> Description of the task: Check the records below for the word "ValidationStatus" and state how many lines contain it, replying with the number only.

***** Material shown

//! Data models for payslip extraction.

mod draft;
mod evidence;
mod field;
mod raw_text;
mod rubrica;

pub use draft::{HoleriteDraft, ValidationStatus};
pub use evidence::{StructuredEvidence, TableGrid};
pub use field::Field;
pub use raw_text::{AcquisitionStrategy, RawText};
pub use rubrica::RubricaEntry;
//! End-to-end draft assembly scenarios.
//!
//! These run the whole pure pipeline (field rules, rubrica parsing,
//! aggregation, derivation, identity) on synthetic payslip text.

use holerite::derive::RubricaTotals;
use holerite::identity::compute_id;
use holerite::structured::{recover, AnalysisBlock, BlockType, DocumentAnalysis, EntityType};
use holerite::{
    Acquisition, AcquisitionStrategy, DraftAssembler, Field, JobContext, Money, RawText,
    RubricaEntry, ValidationStatus,
};

fn native(text: &str) -> Acquisition {
    Acquisition::text(RawText::new(text, AcquisitionStrategy::NativeText, 1))
}

fn entry(descricao: &str, provento: Option<i64>, desconto: Option<i64>) -> RubricaEntry {
    RubricaEntry {
        codigo: None,
        descricao: descricao.to_string(),
        quantidade: None,
        valor_provento: provento.map(Money::from_cents),
        valor_desconto: desconto.map(Money::from_cents),
    }
}

#[test]
fn test_minimal_slip_scenario() {
    let text = "\
CNPJ: 12.345.678/0001-90
Colaborador: JOAO DA SILVA
Julho de 2024
001  SALARIO BASE  30  2.000,00";

    let extraction = DraftAssembler::default().assemble(&[native(text)], &JobContext::new("julho.pdf"));
    let draft = &extraction.draft;

    assert_eq!(draft.cnpj_empresa, "12.345.678/0001-90");
    assert_eq!(draft.colaborador, "JOAO DA SILVA");
    assert_eq!(draft.mes, "2024-07");
    assert_eq!(draft.competencia, "Julho de 2024");
    assert_eq!(draft.salario_base, "2000,00");
    assert_eq!(draft.cpf_colaborador, "");
    assert_eq!(draft.status_validacao, ValidationStatus::Pendente);
    assert_eq!(draft.fonte_arquivo, "julho.pdf");

    assert_eq!(extraction.rubricas.len(), 1);
    assert_eq!(extraction.rubricas[0].codigo.as_deref(), Some("001"));
    assert_eq!(extraction.rubricas[0].quantidade.as_deref(), Some("30"));
    let rubricas: serde_json::Value = serde_json::from_str(&draft.rubricas_json).unwrap();
    assert_eq!(rubricas[0]["descricao"], "SALARIO BASE");
    assert_eq!(rubricas[0]["valor_provento"], "2000,00");
}

#[test]
fn test_full_layout_slip() {
    let text = "\
               RECIBO DE PAGAMENTO DE SALARIO
ACME COMERCIO DE ALIMENTOS LTDA
CNPJ: 12.345.678/0001-90                    Competência: Julho/2024
Código   Nome do Funcionário                CBO      Departamento
004512   MARIA APARECIDA SOUZA              521110   VENDAS
         Cargo: VENDEDOR I                           CPF: 123.456.789-09

Cód  Descrição                 Referência   Vencimentos    Descontos
001  SALARIO BASE                   30,00      2.000,00
210  COMISSOES                                   800,00
215  DSR S/ COMISSOES                 4,00       160,00
903  INSS                            9,00                     254,40
     Total de Vencimentos                      2.960,00       254,40

Sal. Contr. INSS    Base Cálc. FGTS    FGTS do Mês    Base Cálc. IRRF
2.960,00            2.960,00           236,80         2.705,60
Data de Pagamento: 05/08/2024";

    let ctx = JobContext::new("agosto.pdf").with_user_email("rh@acme.com.br");
    let extraction = DraftAssembler::default().assemble(&[native(text)], &ctx);
    let draft = &extraction.draft;

    assert_eq!(draft.empresa, "ACME COMERCIO DE ALIMENTOS LTDA");
    assert_eq!(draft.colaborador, "MARIA APARECIDA SOUZA");
    assert_eq!(draft.departamento, "VENDAS");
    assert_eq!(draft.cargo, "VENDEDOR I");
    assert_eq!(draft.mes, "2024-07");
    assert_eq!(draft.data_pagamento, "2024-08-05");
    assert_eq!(draft.total_proventos, "2960,00");
    assert_eq!(draft.valor_liquido, "2705,60");
    assert_eq!(draft.comissao, "800,00");
    assert_eq!(draft.dsr, "160,00");
    assert_eq!(draft.dias_dsr, "4,00");
    assert_eq!(draft.base_inss, "2960,00");
    assert_eq!(draft.base_fgts, "2960,00");
    assert_eq!(draft.fgts_mes, "236,80");
    assert_eq!(draft.base_irrf, "2705,60");
    assert_eq!(draft.user_email, "rh@acme.com.br");
    assert_eq!(draft.status_validacao, ValidationStatus::Ok);
    assert_eq!(extraction.rubricas.len(), 4);
}

#[test]
fn test_derived_totals_match_entry_sums() {
    let text = "\
COD  DESCRICAO          VENCIMENTOS    DESCONTOS
001  SALARIO BASE          2.000,00
002  HORA EXTRA              350,50
903  INSS                                 180,00
904  VALE TRANSPORTE                      120,00";

    let extraction = DraftAssembler::default().assemble(&[native(text)], &JobContext::new("x.pdf"));
    let proventos: Money = extraction.rubricas.iter().filter_map(|e| e.valor_provento).sum();
    let descontos: Money = extraction.rubricas.iter().filter_map(|e| e.valor_desconto).sum();

    assert_eq!(extraction.draft.total_proventos, proventos.to_br_string());
    assert_eq!(extraction.draft.total_descontos, descontos.to_br_string());
    assert_eq!(
        extraction.draft.valor_liquido,
        proventos.floored_sub(descontos).to_br_string()
    );
    assert_eq!(extraction.draft.valor_liquido, "2050,50");
    assert_eq!(extraction.draft.valor_bruto, "2350,50");
}

#[test]
fn test_empty_description_entries_do_not_change_totals() {
    let entries = vec![
        entry("SALARIO BASE", Some(150_000), None),
        entry("COMISSAO", Some(30_000), None),
        entry("IRRF", None, Some(4_500)),
    ];
    for blank in ["", "   "] {
        for position in 0..=entries.len() {
            let mut with_blank = entries.clone();
            with_blank.insert(position, entry(blank, Some(10_000), Some(2_500)));
            assert_eq!(
                RubricaTotals::from_entries(&entries),
                RubricaTotals::from_entries(&with_blank)
            );
        }
    }
}

#[test]
fn test_explicit_totals_are_not_overwritten() {
    let text = "\
COD  DESCRICAO          VENCIMENTOS    DESCONTOS
001  SALARIO BASE          2.000,00
903  INSS                                 150,00

Líquido a Receber: 1.800,00";

    let extraction = DraftAssembler::default().assemble(&[native(text)], &JobContext::new("y.pdf"));
    assert_eq!(extraction.draft.valor_liquido, "1800,00");
    assert_eq!(
        extraction.candidates.get(Field::ValorLiquido),
        ["1800,00", "1850,00"]
    );
}

#[test]
fn test_id_deterministic_and_distinct() {
    let text = |name: &str, month: &str| {
        format!(
            "ACME LTDA MATRIZ\nCNPJ: 12.345.678/0001-90\nColaborador: {}\nCompetência: {}",
            name, month
        )
    };
    let assembler = DraftAssembler::default();
    let ctx = JobContext::new("lote.pdf");

    let a1 = assembler.assemble(&[native(&text("JOAO DA SILVA", "07/2024"))], &ctx);
    let a2 = assembler.assemble(&[native(&text("JOAO DA SILVA", "07/2024"))], &ctx);
    let b = assembler.assemble(&[native(&text("MARIA SOUZA", "07/2024"))], &ctx);
    let c = assembler.assemble(&[native(&text("JOAO DA SILVA", "08/2024"))], &ctx);

    assert_eq!(a1.draft.id_holerite, a2.draft.id_holerite);
    assert_ne!(a1.draft.id_holerite, b.draft.id_holerite);
    assert_ne!(a1.draft.id_holerite, c.draft.id_holerite);
    assert_eq!(
        a1.draft.id_holerite,
        compute_id(
            &a1.draft.empresa,
            &a1.draft.cnpj_empresa,
            &a1.draft.colaborador,
            &a1.draft.mes,
            "lote.pdf"
        )
    );
}

#[test]
fn test_structured_evidence_ranks_first() {
    let analysis = DocumentAnalysis::new(vec![
        AnalysisBlock::new("k1", BlockType::KeyValueSet)
            .with_entity(EntityType::Key)
            .with_children(&["w1"])
            .with_value(&["v1"]),
        AnalysisBlock::new("v1", BlockType::KeyValueSet)
            .with_entity(EntityType::Value)
            .with_children(&["w2", "w3"]),
        AnalysisBlock::new("w1", BlockType::Word).with_text("Colaborador"),
        AnalysisBlock::new("w2", BlockType::Word).with_text("JOAO"),
        AnalysisBlock::new("w3", BlockType::Word).with_text("SILVA"),
        AnalysisBlock::new("l1", BlockType::Line).with_text("Colaborador: JOAO SILVEIRA"),
    ]);
    let raw = RawText::new(analysis.text_lines(), AcquisitionStrategy::CloudAnalysis, 1);
    let attempt = Acquisition::structured(raw, recover(&analysis));

    let extraction = DraftAssembler::default().assemble(&[attempt], &JobContext::new("z.pdf"));
    assert_eq!(
        extraction.candidates.get(Field::Colaborador),
        ["JOAO SILVA", "JOAO SILVEIRA"]
    );
    assert_eq!(extraction.draft.colaborador, "JOAO SILVA");
}

#[test]
fn test_duplicated_voucher_copy_is_ignored() {
    let copy = "\
ACME LTDA
CNPJ: 12.345.678/0001-90
Colaborador: JOAO DA SILVA
Cargo: VENDEDOR
DECLARO TER RECEBIDO A IMPORTANCIA LIQUIDA DISCRIMINADA";
    let text = format!("{}\n\n{}", copy, copy.replace("VENDEDOR", "GERENTE"));

    let extraction = DraftAssembler::default().assemble(&[native(&text)], &JobContext::new("dup.pdf"));
    assert_eq!(extraction.candidates.get(Field::Cargo), ["VENDEDOR"]);
}
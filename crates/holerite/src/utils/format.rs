//! Display formatting for byte sizes.

const UNITS: [&str; 4] = ["B", "KiB", "MiB", "GiB"];

/// Human-readable size in binary units, matching how document limits are
/// configured.
pub fn format_size(bytes: u64) -> String {
    let mut value = bytes as f64;
    let mut unit = 0;
    while value >= 1024.0 && unit < UNITS.len() - 1 {
        value /= 1024.0;
        unit += 1;
    }
    if unit == 0 {
        format!("{} B", bytes)
    } else if value.fract() == 0.0 {
        format!("{} {}", value, UNITS[unit])
    } else {
        format!("{:.1} {}", value, UNITS[unit])
    }
}
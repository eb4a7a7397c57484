//! Command-line interface for holerite.

mod commands;
mod icons;
mod progress;

pub use commands::{is_verbose, run};
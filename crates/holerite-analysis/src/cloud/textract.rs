//! AWS Textract analyzer.
//!
//! FORMS and TABLES analysis. Documents at or under the sync limit go
//! through `AnalyzeDocument`; larger ones are staged to S3 and run as an
//! asynchronous job polled with `GetDocumentAnalysis`.

use std::sync::Arc;

use async_trait::async_trait;
use aws_sdk_textract::error::DisplayErrorContext;
use aws_sdk_textract::primitives::Blob;
use aws_sdk_textract::types::{
    Block, BlockType as SdkBlockType, Document, DocumentLocation, EntityType as SdkEntityType,
    FeatureType, JobStatus, RelationshipType as SdkRelationshipType, S3Object, SelectionStatus,
};
use aws_sdk_textract::Client;
use tokio::sync::watch;
use tracing::{debug, info, warn};

use holerite::config::CloudConfig;
use holerite::structured::{
    AnalysisBlock, BlockType, DocumentAnalysis, EntityType, Relationship, RelationshipType,
};

use super::poll::{poll_until, JobPoll, PollPolicy};
use super::staging::{staging_key, ObjectStaging, S3Staging};
use super::{CloudError, DocumentAnalyzer};

pub struct TextractAnalyzer {
    client: Client,
    staging: Option<Arc<dyn ObjectStaging>>,
    policy: PollPolicy,
    sync_limit_bytes: u64,
    prefix: String,
}

impl TextractAnalyzer {
    /// Build clients from the default AWS credential chain. Staging is only
    /// available when a bucket is configured.
    pub async fn from_config(config: &CloudConfig) -> Self {
        let mut loader = aws_config::defaults(aws_config::BehaviorVersion::latest());
        if let Some(region) = &config.region {
            loader = loader.region(aws_config::Region::new(region.clone()));
        }
        let sdk_config = loader.load().await;

        let staging = config.bucket.as_ref().map(|bucket| {
            Arc::new(S3Staging::new(aws_sdk_s3::Client::new(&sdk_config), bucket.clone()))
                as Arc<dyn ObjectStaging>
        });
        if staging.is_none() {
            debug!("No staging bucket configured; large documents will skip cloud analysis");
        }

        Self {
            client: Client::new(&sdk_config),
            staging,
            policy: PollPolicy::from(config),
            sync_limit_bytes: config.sync_limit_bytes,
            prefix: config.prefix.clone(),
        }
    }

    async fn analyze_inline(&self, bytes: &[u8]) -> Result<DocumentAnalysis, CloudError> {
        let output = self
            .client
            .analyze_document()
            .document(Document::builder().bytes(Blob::new(bytes.to_vec())).build())
            .feature_types(FeatureType::Forms)
            .feature_types(FeatureType::Tables)
            .send()
            .await
            .map_err(service_error)?;
        Ok(DocumentAnalysis::new(
            output.blocks().iter().map(convert_block).collect(),
        ))
    }

    async fn analyze_staged(
        &self,
        bytes: &[u8],
        filename: &str,
        cancel: watch::Receiver<bool>,
    ) -> Result<DocumentAnalysis, CloudError> {
        let staging = self.staging.as_ref().ok_or_else(|| {
            CloudError::NotConfigured("no staging bucket (set HOLERITE_S3_BUCKET)".to_string())
        })?;
        let staged = staging
            .stage(&staging_key(&self.prefix, filename), bytes)
            .await?;

        let location = DocumentLocation::builder()
            .s3_object(
                S3Object::builder()
                    .bucket(&staged.bucket)
                    .name(&staged.key)
                    .build(),
            )
            .build();
        let started = self
            .client
            .start_document_analysis()
            .document_location(location)
            .feature_types(FeatureType::Forms)
            .feature_types(FeatureType::Tables)
            .send()
            .await
            .map_err(service_error)?;
        let job_id = started
            .job_id()
            .ok_or_else(|| CloudError::Service("no job id returned".to_string()))?
            .to_string();
        info!("Started analysis job {} for {}", job_id, filename);

        let client = &self.client;
        let blocks = poll_until(self.policy, cancel, |_| {
            let job_id = job_id.clone();
            async move { fetch_job(client, &job_id).await }
        })
        .await?;
        Ok(DocumentAnalysis::new(blocks))
    }
}

#[async_trait]
impl DocumentAnalyzer for TextractAnalyzer {
    fn name(&self) -> &'static str {
        "textract"
    }

    async fn analyze(
        &self,
        bytes: &[u8],
        filename: &str,
        cancel: watch::Receiver<bool>,
    ) -> Result<DocumentAnalysis, CloudError> {
        if bytes.len() as u64 <= self.sync_limit_bytes {
            self.analyze_inline(bytes).await
        } else {
            self.analyze_staged(bytes, filename, cancel).await
        }
    }
}

async fn fetch_job(client: &Client, job_id: &str) -> Result<JobPoll<Vec<AnalysisBlock>>, CloudError> {
    let first = client
        .get_document_analysis()
        .job_id(job_id)
        .send()
        .await
        .map_err(service_error)?;

    match first.job_status() {
        None | Some(JobStatus::InProgress) => return Ok(JobPoll::Pending),
        Some(JobStatus::Failed) => {
            return Ok(JobPoll::Failed(
                first.status_message().unwrap_or("no status message").to_string(),
            ))
        }
        Some(JobStatus::PartialSuccess) => {
            warn!(
                "Analysis job {} partially succeeded: {}",
                job_id,
                first.status_message().unwrap_or("")
            );
        }
        Some(JobStatus::Succeeded) => {}
        Some(other) => {
            return Ok(JobPoll::Failed(format!("unexpected job status {}", other.as_str())))
        }
    }

    let mut blocks: Vec<AnalysisBlock> = first.blocks().iter().map(convert_block).collect();
    let mut next_token = first.next_token().map(String::from);
    while let Some(token) = next_token {
        let page = client
            .get_document_analysis()
            .job_id(job_id)
            .next_token(token)
            .send()
            .await
            .map_err(service_error)?;
        blocks.extend(page.blocks().iter().map(convert_block));
        next_token = page.next_token().map(String::from);
    }
    debug!("Analysis job {} returned {} blocks", job_id, blocks.len());
    Ok(JobPoll::Done(blocks))
}

fn service_error<E: std::error::Error + 'static>(e: E) -> CloudError {
    CloudError::Service(DisplayErrorContext(&e).to_string())
}

/// Map an SDK block onto the crate-owned block model.
fn convert_block(block: &Block) -> AnalysisBlock {
    let block_type = match block.block_type() {
        Some(SdkBlockType::Page) => BlockType::Page,
        Some(SdkBlockType::Line) => BlockType::Line,
        Some(SdkBlockType::Word) => BlockType::Word,
        Some(SdkBlockType::KeyValueSet) => BlockType::KeyValueSet,
        Some(SdkBlockType::Table) => BlockType::Table,
        Some(SdkBlockType::Cell) => BlockType::Cell,
        Some(SdkBlockType::MergedCell) => BlockType::MergedCell,
        Some(SdkBlockType::SelectionElement) => BlockType::SelectionElement,
        _ => BlockType::Other,
    };
    let entity_types = block
        .entity_types()
        .iter()
        .map(|e| match e {
            SdkEntityType::Key => EntityType::Key,
            SdkEntityType::Value => EntityType::Value,
            _ => EntityType::Other,
        })
        .collect();
    let relationships = block
        .relationships()
        .iter()
        .map(|r| Relationship {
            kind: match r.r#type() {
                Some(SdkRelationshipType::Child) => RelationshipType::Child,
                Some(SdkRelationshipType::Value) => RelationshipType::Value,
                _ => RelationshipType::Other,
            },
            ids: r.ids().to_vec(),
        })
        .collect();
    let position = |v: Option<i32>| v.and_then(|v| u32::try_from(v).ok());

    AnalysisBlock {
        id: block.id().unwrap_or_default().to_string(),
        block_type,
        text: block.text().map(String::from),
        entity_types,
        relationships,
        row_index: position(block.row_index()),
        column_index: position(block.column_index()),
        page: position(block.page()),
        selected: block
            .selection_status()
            .map(|s| *s == SelectionStatus::Selected),
    }
}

**********

> Your response: 4